[[ Material supplied, beginning ]]
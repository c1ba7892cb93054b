//! General stack: VPC, internet gateway and the CodeDeploy plumbing
//! (roles, instance profile, application, one deployment group per role).

use tracing::debug;

use forge_config::ValidatedConfig;
use forge_graph::{GraphResult, LogicalId, ParameterSpec, Template, Value};

use crate::util::{export_name, name_tags, object, props};

/// Regions with an AWS-managed CodeDeploy agent bucket.
const CODEDEPLOY_REGIONS: &[&str] = &[
    "us-east-2",
    "us-east-1",
    "us-west-1",
    "us-west-2",
    "ca-central-1",
    "eu-west-1",
    "eu-west-2",
    "eu-west-3",
    "eu-central-1",
    "ap-northeast-1",
    "ap-northeast-2",
    "ap-southeast-1",
    "ap-southeast-2",
    "ap-south-1",
    "sa-east-1",
];

/// Build the general nested stack.
pub fn build(cfg: &ValidatedConfig) -> GraphResult<Template> {
    let stack = cfg.stack_name();
    let mut t = Template::new(stack, "Network general stack");

    let stack_name = t.add_parameter(
        LogicalId::new("stackName")?,
        ParameterSpec::string("Stack name"),
    )?;
    let vpc_cidr = t.add_parameter(
        LogicalId::new("vpcCidr")?,
        ParameterSpec::string("VPC Cidr Block").with_default(cfg.vpc_cidr().to_string()),
    )?;

    let vpc = t.add_resource(
        LogicalId::new("vpc")?,
        "AWS::EC2::VPC",
        props(vec![
            ("EnableDnsSupport", Value::bool(true)),
            ("CidrBlock", Value::Ref(vpc_cidr.clone())),
            ("EnableDnsHostnames", Value::bool(true)),
            ("Tags", name_tags(&stack_name, "-vpc")),
        ]),
    )?;

    let igw = t.add_resource(
        LogicalId::new("igw")?,
        "AWS::EC2::InternetGateway",
        props(vec![("Tags", name_tags(&stack_name, "-internet-gateway"))]),
    )?;

    t.add_resource(
        LogicalId::new("attachgw")?,
        "AWS::EC2::VPCGatewayAttachment",
        props(vec![
            ("VpcId", Value::Ref(vpc.clone())),
            ("InternetGatewayId", Value::Ref(igw.clone())),
        ]),
    )?;

    let service_role = t.add_resource(
        LogicalId::from_parts(&[stack, "CodeDeployServiceIAMRole"])?,
        "AWS::IAM::Role",
        props(vec![
            (
                "AssumeRolePolicyDocument",
                object(vec![
                    ("Version", Value::string("2012-10-17")),
                    (
                        "Statement",
                        Value::List(vec![object(vec![
                            ("Sid", Value::string("CodeDeployTrustPolicy")),
                            ("Effect", Value::string("Allow")),
                            (
                                "Principal",
                                object(vec![(
                                    "Service",
                                    Value::List(vec![Value::string("codedeploy.amazonaws.com")]),
                                )]),
                            ),
                            ("Action", Value::string("sts:AssumeRole")),
                        ])]),
                    ),
                ]),
            ),
            ("Path", Value::string("/")),
            (
                "ManagedPolicyArns",
                Value::List(vec![Value::string(
                    "arn:aws:iam::aws:policy/service-role/AWSCodeDeployRole",
                )]),
            ),
        ]),
    )?;

    let instance_role_name = export_name(stack, "CodeDeployInstanceIAMRole");
    let instance_role = t.add_resource(
        LogicalId::new(instance_role_name.clone())?,
        "AWS::IAM::Role",
        props(vec![
            ("RoleName", Value::string(instance_role_name.clone())),
            (
                "Policies",
                Value::List(vec![object(vec![
                    ("PolicyName", Value::string(instance_role_name.clone())),
                    ("PolicyDocument", instance_policy_document(cfg)),
                ])]),
            ),
            (
                "AssumeRolePolicyDocument",
                object(vec![
                    ("Version", Value::string("2012-10-17")),
                    (
                        "Statement",
                        Value::List(vec![object(vec![
                            ("Sid", Value::string("")),
                            ("Effect", Value::string("Allow")),
                            (
                                "Principal",
                                object(vec![("Service", Value::string("ec2.amazonaws.com"))]),
                            ),
                            ("Action", Value::string("sts:AssumeRole")),
                        ])]),
                    ),
                ]),
            ),
        ]),
    )?;

    let instance_profile = t.add_resource(
        LogicalId::from_parts(&[stack, "CodeDeployInstanceProfile"])?,
        "AWS::IAM::InstanceProfile",
        props(vec![(
            "Roles",
            Value::List(vec![Value::Ref(instance_role.clone())]),
        )]),
    )?;

    let application = t.add_resource(
        LogicalId::new(stack)?,
        "AWS::CodeDeploy::Application",
        props(vec![
            ("ApplicationName", Value::string(stack)),
            ("ComputePlatform", Value::string("Server")),
        ]),
    )?;

    for (role, _) in cfg.roles() {
        debug!(role, "adding deployment group");
        t.add_resource_depending_on(
            LogicalId::from_parts(&[stack, role, "DeploymentGroup"])?,
            "AWS::CodeDeploy::DeploymentGroup",
            props(vec![
                ("DeploymentGroupName", Value::string(capitalize(role))),
                ("ApplicationName", Value::string(stack)),
                (
                    "AutoRollbackConfiguration",
                    object(vec![
                        ("Enabled", Value::bool(true)),
                        (
                            "Events",
                            Value::List(vec![Value::string("DEPLOYMENT_FAILURE")]),
                        ),
                    ]),
                ),
                (
                    "DeploymentStyle",
                    object(vec![(
                        "DeploymentOption",
                        Value::string("WITHOUT_TRAFFIC_CONTROL"),
                    )]),
                ),
                (
                    "ServiceRoleArn",
                    Value::get_att(service_role.clone(), "Arn"),
                ),
                (
                    "Ec2TagSet",
                    object(vec![(
                        "Ec2TagSetList",
                        Value::List(vec![object(vec![(
                            "Ec2TagGroup",
                            Value::List(vec![object(vec![
                                ("Key", Value::string("Role")),
                                ("Type", Value::string("KEY_AND_VALUE")),
                                ("Value", Value::string(role)),
                            ])]),
                        )])]),
                    )]),
                ),
            ]),
            vec![application.clone()],
        )?;
    }

    t.add_output(
        LogicalId::new(export_name(stack, "vpcid"))?,
        "VPC ID of a stack.",
        Value::Ref(vpc.clone()),
        Some(export_name(stack, "vpcid")),
    )?;
    t.add_output(
        LogicalId::new(export_name(stack, "vpccidr"))?,
        "VPC Cidr mask.",
        Value::Ref(vpc_cidr),
        Some(export_name(stack, "vpccidr")),
    )?;
    t.add_output(
        LogicalId::new(export_name(stack, "defaultsg"))?,
        "Default Security group id.",
        Value::get_att(vpc, "DefaultSecurityGroup"),
        Some(export_name(stack, "defaultsg")),
    )?;
    t.add_output(
        LogicalId::new(export_name(stack, "igw"))?,
        "VPC GW ID of a stack.",
        Value::Ref(igw),
        Some(export_name(stack, "igw")),
    )?;
    t.add_output(
        LogicalId::new(export_name(stack, "iamCodeDeploy"))?,
        "Instance profile for the deployment agent.",
        Value::Ref(instance_profile),
        Some(export_name(stack, "iamCodeDeploy")),
    )?;

    Ok(t)
}

/// S3 read access to the application bundle bucket and the regional agent
/// buckets, plus the instance discovery calls the agent makes.
fn instance_policy_document(cfg: &ValidatedConfig) -> Value {
    let mut bundle_arns = vec![
        Value::string(format!("arn:aws:s3:::{}", cfg.s3_code_bucket())),
        Value::string(format!("arn:aws:s3:::{}/*", cfg.s3_code_bucket())),
    ];
    for region in CODEDEPLOY_REGIONS {
        bundle_arns.push(Value::string(format!(
            "arn:aws:s3:::aws-codedeploy-{region}/*"
        )));
    }

    object(vec![
        ("Version", Value::string("2012-10-17")),
        (
            "Statement",
            Value::List(vec![
                object(vec![
                    ("Effect", Value::string("Allow")),
                    (
                        "Action",
                        Value::List(vec![Value::string("s3:Get*"), Value::string("s3:List*")]),
                    ),
                    ("Resource", Value::List(bundle_arns)),
                ]),
                object(vec![
                    (
                        "Action",
                        Value::List(vec![
                            Value::string("opsworks-cm:AssociateNode"),
                            Value::string("opsworks-cm:DescribeNodeAssociationStatus"),
                            Value::string("opsworks-cm:DescribeServers"),
                            Value::string("ec2:DescribeTags"),
                        ]),
                    ),
                    ("Resource", Value::string("*")),
                    ("Effect", Value::string("Allow")),
                ]),
            ]),
        ),
    ])
}

fn capitalize(s: &str) -> String {
    let mut chars = s.chars();
    match chars.next() {
        Some(first) => first.to_uppercase().collect::<String>() + chars.as_str(),
        None => String::new(),
    }
}
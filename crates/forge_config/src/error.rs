//! Error types for configuration loading and validation.
//!
//! Every variant names the offending field and the reason, so a failed build
//! can be fixed from the message alone. Validation is fail-fast: the first
//! violation found (zones, then prefixes, then roles) aborts the whole build.

use thiserror::Error;

/// Result type alias for configuration operations.
pub type ConfigResult<T> = Result<T, ConfigError>;

/// Errors that can occur while loading or validating configuration.
#[derive(Error, Debug)]
pub enum ConfigError {
    #[error("configuration field '{field}' is invalid: {reason}")]
    InvalidField { field: String, reason: String },

    #[error("availability zone '{zone}' is declared more than once")]
    DuplicateZone { zone: String },

    #[error("cidr_map has no entry for zone '{zone}', prefix '{prefix}'")]
    MissingCidr { zone: String, prefix: String },

    #[error(
        "cidr_map index {index} for zone '{zone}', prefix '{prefix}' is already \
         used by another zone/prefix pair"
    )]
    DuplicateSubnetIndex {
        zone: String,
        prefix: String,
        index: u8,
    },

    #[error("role '{role}' places {placement} in undeclared subnet prefix '{subnet}'")]
    UnknownSubnet {
        role: String,
        placement: &'static str,
        subnet: String,
    },

    #[error("role '{role}' has autoscaling min {min} greater than max {max}")]
    InvalidAutoscaling { role: String, min: u32, max: u32 },

    #[error("failed to parse configuration: {0}")]
    Parse(#[from] serde_yaml::Error),
}
//! # forge_config
//!
//! Deployment configuration model for cfnforge: YAML deserialization, CIDR
//! arithmetic and fail-fast validation. Builders never see a raw config;
//! they take a [`ValidatedConfig`] as an explicit argument.

pub mod cidr;
pub mod error;
pub mod model;
pub mod validate;

pub use cidr::CidrBlock;
pub use error::{ConfigError, ConfigResult};
pub use model::{AutoscalingConfig, ElbConfig, InstanceConfig, RawConfig, RoleConfig};
pub use validate::{Placement, ValidatedConfig};
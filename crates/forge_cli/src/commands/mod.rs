//! CLI command definitions.
//!
//! Each subcommand covers one step of the template workflow: validate a
//! configuration, generate one template, or generate the whole set.

use clap::{Parser, Subcommand};

pub mod generate;
pub mod generate_all;
pub mod validate;

/// cfnforge - typed infrastructure template generator
#[derive(Parser)]
#[command(name = "cfnforge")]
#[command(version, about = "cfnforge - typed infrastructure template generator")]
#[command(long_about = r#"
cfnforge turns a declarative deployment configuration into a set of
CloudFormation templates: a general stack (VPC and deployment plumbing),
a network stack (public subnets and routing), an infrastructure stack
(per-role autoscaling fleets) and a main stack wiring them together.

WORKFLOWS:
  validate      → Load a configuration and resolve every template
  generate      → Generate one template to stdout or a file
  generate-all  → Generate all templates into a directory

EXIT CODES:
  0 - Success
  1 - General error
  2 - Invalid arguments
  3 - Configuration failure
  4 - Graph error
"#)]
#[command(propagate_version = true)]
pub struct Cli {
    /// Enable verbose output
    #[arg(short, long, global = true)]
    pub verbose: bool,

    #[command(subcommand)]
    pub command: Commands,
}

#[derive(Subcommand)]
pub enum Commands {
    /// Generate one template
    Generate(generate::GenerateArgs),

    /// Generate every template into a directory
    #[command(name = "generate-all")]
    GenerateAll(generate_all::GenerateAllArgs),

    /// Validate a configuration and resolve every template
    Validate(validate::ValidateArgs),
}
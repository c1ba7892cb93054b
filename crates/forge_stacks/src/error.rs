//! Error type for the build-resolve-emit pipeline.

use thiserror::Error;

use forge_graph::{EmitError, GraphError, ResolveError};

/// Result type alias for stack building.
pub type StackResult<T> = Result<T, StackError>;

/// Errors that can occur while building, resolving or emitting a stack.
#[derive(Error, Debug)]
pub enum StackError {
    #[error("graph construction failed: {0}")]
    Graph(#[from] GraphError),

    #[error("resolution failed: {0}")]
    Resolve(#[from] ResolveError),

    #[error("emission failed: {0}")]
    Emit(#[from] EmitError),
}
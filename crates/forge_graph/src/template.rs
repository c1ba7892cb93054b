//! A template: one stack's worth of nodes, in insertion order.

use indexmap::IndexMap;
use tracing::debug;

use crate::error::{GraphError, GraphResult};
use crate::id::LogicalId;
use crate::node::{Node, NodeKind, ParameterSpec};
use crate::value::Value;

/// The pinned target format version.
pub const FORMAT_VERSION: &str = "2010-09-09";

/// One deployable stack described as a graph of nodes.
///
/// Insertion order is preserved and later used as the stable tiebreak when two
/// nodes have no dependency relationship, so output is reproducible across
/// runs given identical input. Nested-stack relations are declared explicitly
/// via [`Template::add_nested_stack`] rather than inferred from strings.
#[derive(Debug, Clone)]
pub struct Template {
    name: String,
    description: String,
    format_version: Option<String>,
    nodes: IndexMap<LogicalId, Node>,
    /// Nested-stack resource id -> child template name.
    nested: IndexMap<LogicalId, String>,
}

impl Template {
    pub fn new(name: impl Into<String>, description: impl Into<String>) -> Self {
        Self {
            name: name.into(),
            description: description.into(),
            format_version: Some(FORMAT_VERSION.to_string()),
            nodes: IndexMap::new(),
            nested: IndexMap::new(),
        }
    }

    pub fn name(&self) -> &str {
        &self.name
    }

    pub fn description(&self) -> &str {
        &self.description
    }

    pub fn format_version(&self) -> Option<&str> {
        self.format_version.as_deref()
    }

    /// Add a fully formed node. Fails if the id is already present.
    pub fn add_node(&mut self, node: Node) -> GraphResult<LogicalId> {
        if self.nodes.contains_key(&node.id) {
            return Err(GraphError::DuplicateId {
                id: node.id.to_string(),
            });
        }
        let id = node.id.clone();
        debug!(id = %id, "added node to template {}", self.name);
        self.nodes.insert(id.clone(), node);
        Ok(id)
    }

    /// Add a parameter node.
    pub fn add_parameter(&mut self, id: LogicalId, spec: ParameterSpec) -> GraphResult<LogicalId> {
        self.add_node(Node {
            id,
            kind: NodeKind::Parameter(spec),
            attributes: IndexMap::new(),
            depends_on: Vec::new(),
        })
    }

    /// Add a resource node with the given properties.
    pub fn add_resource(
        &mut self,
        id: LogicalId,
        resource_type: impl Into<String>,
        properties: IndexMap<String, Value>,
    ) -> GraphResult<LogicalId> {
        self.add_node(Node {
            id,
            kind: NodeKind::Resource {
                resource_type: resource_type.into(),
            },
            attributes: properties,
            depends_on: Vec::new(),
        })
    }

    /// Add a resource node with explicit ordering hints.
    pub fn add_resource_depending_on(
        &mut self,
        id: LogicalId,
        resource_type: impl Into<String>,
        properties: IndexMap<String, Value>,
        depends_on: Vec<LogicalId>,
    ) -> GraphResult<LogicalId> {
        self.add_node(Node {
            id,
            kind: NodeKind::Resource {
                resource_type: resource_type.into(),
            },
            attributes: properties,
            depends_on,
        })
    }

    /// Add an output node. `export` is the cross-stack export name, which by
    /// convention is `<stackName><logicalName>`.
    pub fn add_output(
        &mut self,
        id: LogicalId,
        description: impl Into<String>,
        value: Value,
        export: Option<String>,
    ) -> GraphResult<LogicalId> {
        let mut attributes = IndexMap::new();
        attributes.insert("Value".to_string(), value);
        self.add_node(Node {
            id,
            kind: NodeKind::Output {
                description: Some(description.into()),
                export,
            },
            attributes,
            depends_on: Vec::new(),
        })
    }

    /// Add a nested-stack resource and declare which child template it
    /// instantiates. The declaration is what lets the resolver check
    /// [`Template::nested_output`] values against real exports.
    pub fn add_nested_stack(
        &mut self,
        id: LogicalId,
        child_template: impl Into<String>,
        template_url: Value,
        parameters: IndexMap<String, Value>,
    ) -> GraphResult<LogicalId> {
        let mut properties = IndexMap::new();
        properties.insert("TemplateURL".to_string(), template_url);
        properties.insert("Parameters".to_string(), Value::Map(parameters));
        let id = self.add_resource(id, "AWS::CloudFormation::Stack", properties)?;
        self.nested.insert(id.clone(), child_template.into());
        Ok(id)
    }

    /// A cross-template reference to an export of a declared nested stack.
    pub fn nested_output(&self, stack: &LogicalId, export: impl Into<String>) -> Value {
        Value::NestedRef {
            stack: stack.clone(),
            export: export.into(),
        }
    }

    pub fn get(&self, id: &LogicalId) -> Option<&Node> {
        self.nodes.get(id)
    }

    pub fn contains(&self, id: &LogicalId) -> bool {
        self.nodes.contains_key(id)
    }

    /// Nodes in insertion order.
    pub fn nodes(&self) -> impl Iterator<Item = &Node> {
        self.nodes.values()
    }

    pub fn len(&self) -> usize {
        self.nodes.len()
    }

    pub fn is_empty(&self) -> bool {
        self.nodes.is_empty()
    }

    /// Child template name declared for a nested-stack resource.
    pub fn nested_child(&self, id: &LogicalId) -> Option<&str> {
        self.nested.get(id).map(String::as_str)
    }

    /// Exported outputs as `(node, export name)` pairs, in insertion order.
    pub fn exports(&self) -> impl Iterator<Item = (&Node, &str)> {
        self.nodes
            .values()
            .filter_map(|n| n.export().map(|e| (n, e)))
    }
}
[[ Material supplied, end ]]
* Work instructions *
In the records above, find every line containing the word "typed" and show it.

* Result *
/// cfnforge - typed infrastructure template generator
#[command(version, about = "cfnforge - typed infrastructure template generator")]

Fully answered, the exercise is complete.